A boundary element method (BEM) for the analysis of two- and three-dimensional uncoupled transient thermo-elastic problems involving time- and space-dependent heat sources is presented. The domain integrals are efficiently treated using the Cartesian transformation and the radial integration methods without considering any internal cells. Similar to the dual reciprocity method (DRM), some internal points without any connectivity are considered; however, in contrast to the DRM, any arbitrary mesh-free interpolation method can be used in the present formulation. There is no need to find any particular solutions and the shape functions in the mesh-free interpolation method can be arbitrary and sufficiently complicated. Unlike the DRM, the generated system of equations contains the unknowns only on the boundary. After finding the primary unknowns on the boundary, the temperature, displacement, and stress components at all internal points can directly be found without solving any system of equations. Three examples with different forms of heat sources are presented to demonstrate the efficiency and accuracy of the proposed method. Although the proposed BEM is mathematically more complicated than domain methods, such as the finite element method (FEM), it is more efficient from a modelling viewpoint since only the surface mesh has to be generated in the presented method.

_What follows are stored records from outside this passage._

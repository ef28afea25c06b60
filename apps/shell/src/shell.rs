use core::fmt::{self, Write};

use heap::{HeapPtr, LockedHeap};
use system::io::{CharSink, CharSource};

use crate::command::{parse_number, Command};
use crate::config::ShellConfig;
use crate::line_reader::LineReader;

pub const LINE_CAPACITY: usize = 256;

struct SinkWriter<'a> {
    sink: &'a dyn CharSink,
}

impl Write for SinkWriter<'_> {
    fn write_str(&mut self, s: &str) -> fmt::Result {
        self.sink.put_str(s);
        Ok(())
    }
}

/// Command interpreter over a heap. It only ever requests, releases and
/// queries memory through the heap's public operations.
pub struct Shell<'a, 'r> {
    heap: &'a LockedHeap<'r>,
    out: &'a dyn CharSink,
    config: &'a ShellConfig,
}

impl<'a, 'r> Shell<'a, 'r> {
    pub fn new(heap: &'a LockedHeap<'r>, out: &'a dyn CharSink, config: &'a ShellConfig) -> Self {
        Shell { heap, out, config }
    }

    /// Prints the banner, then reads and executes lines until the input is
    /// exhausted.
    pub fn run(&mut self, input: &mut dyn CharSource) {
        let mut reader = LineReader::<LINE_CAPACITY>::new();
        let echo = if self.config.echo_input {
            Some(self.out)
        } else {
            None
        };

        self.println(format_args!("{}", self.config.banner));
        loop {
            self.out.put_str(self.config.prompt);
            let Some(line) = reader.read_line(input, echo) else {
                break;
            };
            if self.config.echo_input {
                self.out.put_char('\n');
            }
            self.execute(line);
        }
    }

    pub fn execute(&mut self, line: &str) {
        let Some(command) = Command::parse(line) else {
            return;
        };

        match command.name {
            "help" => self.help(),
            "mem" => self.mem(),
            "test" => self.test(),
            "echo" => self.println(format_args!("{}", command.text())),
            "alloc" => self.alloc(&command),
            "free" => self.free(&command),
            "heap" => self.dump(),
            name => {
                self.println(format_args!("Unknown command: {}", name));
                self.println(format_args!("Type 'help' for available commands."));
            }
        }
    }

    fn println(&self, args: fmt::Arguments) {
        let mut writer = SinkWriter { sink: self.out };
        let _ = writer.write_fmt(args);
        self.out.put_char('\n');
    }

    fn help(&self) {
        self.println(format_args!("Available commands:"));
        self.println(format_args!("  help          - Show this help message"));
        self.println(format_args!("  mem           - Show memory statistics"));
        self.println(format_args!("  test          - Test memory allocation"));
        self.println(format_args!("  echo [text]   - Echo text back"));
        self.println(format_args!("  alloc <bytes> - Allocate a block"));
        self.println(format_args!("  free <offset> - Free a block"));
        self.println(format_args!("  heap          - Show the block chain"));
    }

    fn mem(&self) {
        let stats = self.heap.stats();
        self.println(format_args!("Memory Statistics:"));
        self.println(format_args!("  Total: {} bytes", stats.total));
        self.println(format_args!("  Used:  {} bytes", stats.used));
        self.println(format_args!("  Free:  {} bytes", stats.free));
        self.println(format_args!("  Blocks: {}", stats.blocks));
        self.println(format_args!("  Largest free: {} bytes", stats.largest_free));
    }

    fn test(&self) {
        self.println(format_args!("Testing memory allocation..."));

        let first = self.heap.allocate(100);
        let second = self.heap.allocate(200);
        let third = self.heap.allocate(50);

        if let (Some(first), Some(second), Some(third)) = (first, second, third) {
            self.println(format_args!("  Allocated 3 blocks successfully"));
            if !self.release(second) {
                return;
            }
            self.println(format_args!("  Freed middle block"));
            if !(self.release(first) && self.release(third)) {
                return;
            }
            self.println(format_args!("  Freed all blocks"));
            self.println(format_args!("Memory test completed!"));
        } else {
            for ptr in [first, second, third].into_iter().flatten() {
                self.release(ptr);
            }
            self.println(format_args!("  Memory allocation failed!"));
        }
    }

    /// Frees `ptr`, reporting a rejected free on the output.
    fn release(&self, ptr: HeapPtr) -> bool {
        match self.heap.free(ptr) {
            Ok(()) => true,
            Err(error) => {
                self.println(format_args!("free failed: {}", error));
                false
            }
        }
    }

    fn alloc(&self, command: &Command) {
        let Some(size) = command.arg(0).and_then(parse_number) else {
            self.println(format_args!("Usage: alloc <bytes>"));
            return;
        };
        match self.heap.allocate(size) {
            Some(ptr) => self.println(format_args!(
                "Allocated {} bytes at 0x{:x}",
                size,
                ptr.offset()
            )),
            None => self.println(format_args!("Out of memory")),
        }
    }

    fn free(&self, command: &Command) {
        let Some(offset) = command.arg(0).and_then(parse_number) else {
            self.println(format_args!("Usage: free <offset>"));
            return;
        };
        if self.release(HeapPtr::from_offset(offset)) {
            self.println(format_args!("Freed block at 0x{:x}", offset));
        }
    }

    fn dump(&self) {
        let guard = self.heap.lock();
        let Some(heap) = guard.as_ref() else {
            self.println(format_args!("Heap not initialized"));
            return;
        };

        self.println(format_args!("Block chain:"));
        let mut writer = SinkWriter { sink: self.out };
        let _ = heap.write_layout(&mut writer);
        match heap.check() {
            Ok(()) => self.println(format_args!("Heap consistent")),
            Err(error) => self.println(format_args!("Heap corrupted: {}", error)),
        }
    }
}

#[cfg(test)]
mod tests {
    use super::*;
    use crate::line_reader::tests::{Screen, Script};
    use heap::HEADER_SIZE;
    use std::string::String;
    use std::vec;

    fn run_lines(heap: &LockedHeap, lines: &str) -> String {
        let screen = Screen::default();
        let config = ShellConfig {
            echo_input: false,
            ..ShellConfig::DEFAULT
        };
        let mut shell = Shell::new(heap, &screen, &config);
        for line in lines.lines() {
            shell.execute(line);
        }
        screen.text()
    }

    #[test]
    fn help_lists_commands() {
        let heap = LockedHeap::new();

        let output = run_lines(&heap, "help");

        assert!(output.starts_with("Available commands:\n"));
        for name in ["help", "mem", "test", "echo", "alloc", "free", "heap"] {
            assert!(output.contains(name), "missing {}", name);
        }
    }

    #[test]
    fn mem_reports_heap_statistics() {
        let mut memory = vec![0u8; 4096];
        let heap = LockedHeap::new();
        heap.init(&mut memory).unwrap();
        let total = heap.stats().total;

        let output = run_lines(&heap, "mem");

        assert!(output.contains(&format!("  Total: {} bytes\n", total)));
        assert!(output.contains(&format!("  Used:  {} bytes\n", HEADER_SIZE)));
        assert!(output.contains(&format!("  Free:  {} bytes\n", total - HEADER_SIZE)));
        assert!(output.contains("  Blocks: 1\n"));
    }

    #[test]
    fn test_command_leaves_heap_as_it_found_it() {
        let mut memory = vec![0u8; 4096];
        let heap = LockedHeap::new();
        heap.init(&mut memory).unwrap();
        let before = heap.stats();

        let output = run_lines(&heap, "test");

        assert!(output.contains("  Allocated 3 blocks successfully\n"));
        assert!(output.contains("Memory test completed!\n"));
        assert_eq!(heap.stats(), before);
    }

    #[test]
    fn test_command_reports_failure_on_small_heap() {
        let mut memory = vec![0u8; 256];
        let heap = LockedHeap::new();
        heap.init(&mut memory).unwrap();
        let before = heap.stats();

        let output = run_lines(&heap, "test");

        assert!(output.contains("  Memory allocation failed!\n"));
        assert_eq!(heap.stats(), before);
    }

    #[test]
    fn rejected_free_is_reported() {
        let heap = LockedHeap::new();
        let screen = Screen::default();
        let config = ShellConfig::DEFAULT;
        let shell = Shell::new(&heap, &screen, &config);

        assert!(!shell.release(HeapPtr::from_offset(16)));
        assert_eq!(screen.text(), "free failed: heap not initialized\n");
    }

    #[test]
    fn echo_prints_the_rest_of_the_line() {
        let heap = LockedHeap::new();

        let output = run_lines(&heap, "echo hello  world");

        assert_eq!(output, "hello  world\n");
    }

    #[test]
    fn alloc_then_free_round_trip() {
        let mut memory = vec![0u8; 4096];
        let heap = LockedHeap::new();
        heap.init(&mut memory).unwrap();

        let output = run_lines(&heap, "alloc 64\nfree 0x10\nfree 0x10");

        assert!(output.contains("Allocated 64 bytes at 0x10\n"));
        assert!(output.contains("Freed block at 0x10\n"));
        assert!(output.contains("free failed: block is already free\n"));
        assert_eq!(heap.stats().blocks, 1);
    }

    #[test]
    fn alloc_reports_out_of_memory_and_usage() {
        let mut memory = vec![0u8; 4096];
        let heap = LockedHeap::new();
        heap.init(&mut memory).unwrap();

        let output = run_lines(&heap, "alloc 100000\nalloc\nfree nowhere");

        assert!(output.contains("Out of memory\n"));
        assert!(output.contains("Usage: alloc <bytes>\n"));
        assert!(output.contains("Usage: free <offset>\n"));
    }

    #[test]
    fn heap_command_shows_chain_and_verdict() {
        let mut memory = vec![0u8; 4096];
        let heap = LockedHeap::new();
        heap.init(&mut memory).unwrap();

        let output = run_lines(&heap, "alloc 32\nheap");

        assert!(output.contains("Block chain:\n"));
        assert!(output.contains("32 bytes allocated\n"));
        assert!(output.contains("Heap consistent\n"));
    }

    #[test]
    fn heap_command_before_init() {
        let heap = LockedHeap::new();

        assert_eq!(run_lines(&heap, "heap"), "Heap not initialized\n");
    }

    #[test]
    fn unknown_command_is_reported() {
        let heap = LockedHeap::new();

        let output = run_lines(&heap, "format c:");

        assert_eq!(
            output,
            "Unknown command: format\nType 'help' for available commands.\n"
        );
    }

    #[test]
    fn run_prompts_until_input_is_exhausted() {
        let mut memory = vec![0u8; 4096];
        let heap = LockedHeap::new();
        heap.init(&mut memory).unwrap();
        let screen = Screen::default();
        let config = ShellConfig {
            banner: "welcome",
            ..ShellConfig::DEFAULT
        };
        let mut shell = Shell::new(&heap, &screen, &config);

        shell.run(&mut Script("echo hi\n\nbogus\n".chars()));

        assert_eq!(
            screen.text(),
            "welcome\n> echo hi\nhi\n> \n> bogus\nUnknown command: bogus\nType 'help' for available commands.\n> "
        );
    }
}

机译:提出了一种边界元方法(BEM),用于分析涉及时间和空间的热源的二维和三维非耦合瞬态热弹性问题。使用笛卡尔变换和径向积分方法可以有效地处理域积分,而无需考虑任何内部单元。与双重互惠方法(DRM)相似,考虑了一些没有任何连通性的内部点。然而,与DRM相反,在本公式中可以使用任何任意的无网格插值方法。无需找到任何特定的解决方案,并且无网格插值方法中的形状函数可以是任意的并且足够复杂。与DRM不同,生成的方程组仅在边界上包含未知数。在找到边界上的主要未知数之后,可以直接找到所有内部点的温度,位移和应力分量,而无需求解任何方程组。给出了三个具有不同形式热源的示例,以证明所提出方法的效率和准确性。尽管所提出的BEM在数学上比领域方法(例如,有限元方法(FEM))更为复杂,但从建模的角度来看,它更为有效,因为在所提出的方法中仅需要生成表面网格。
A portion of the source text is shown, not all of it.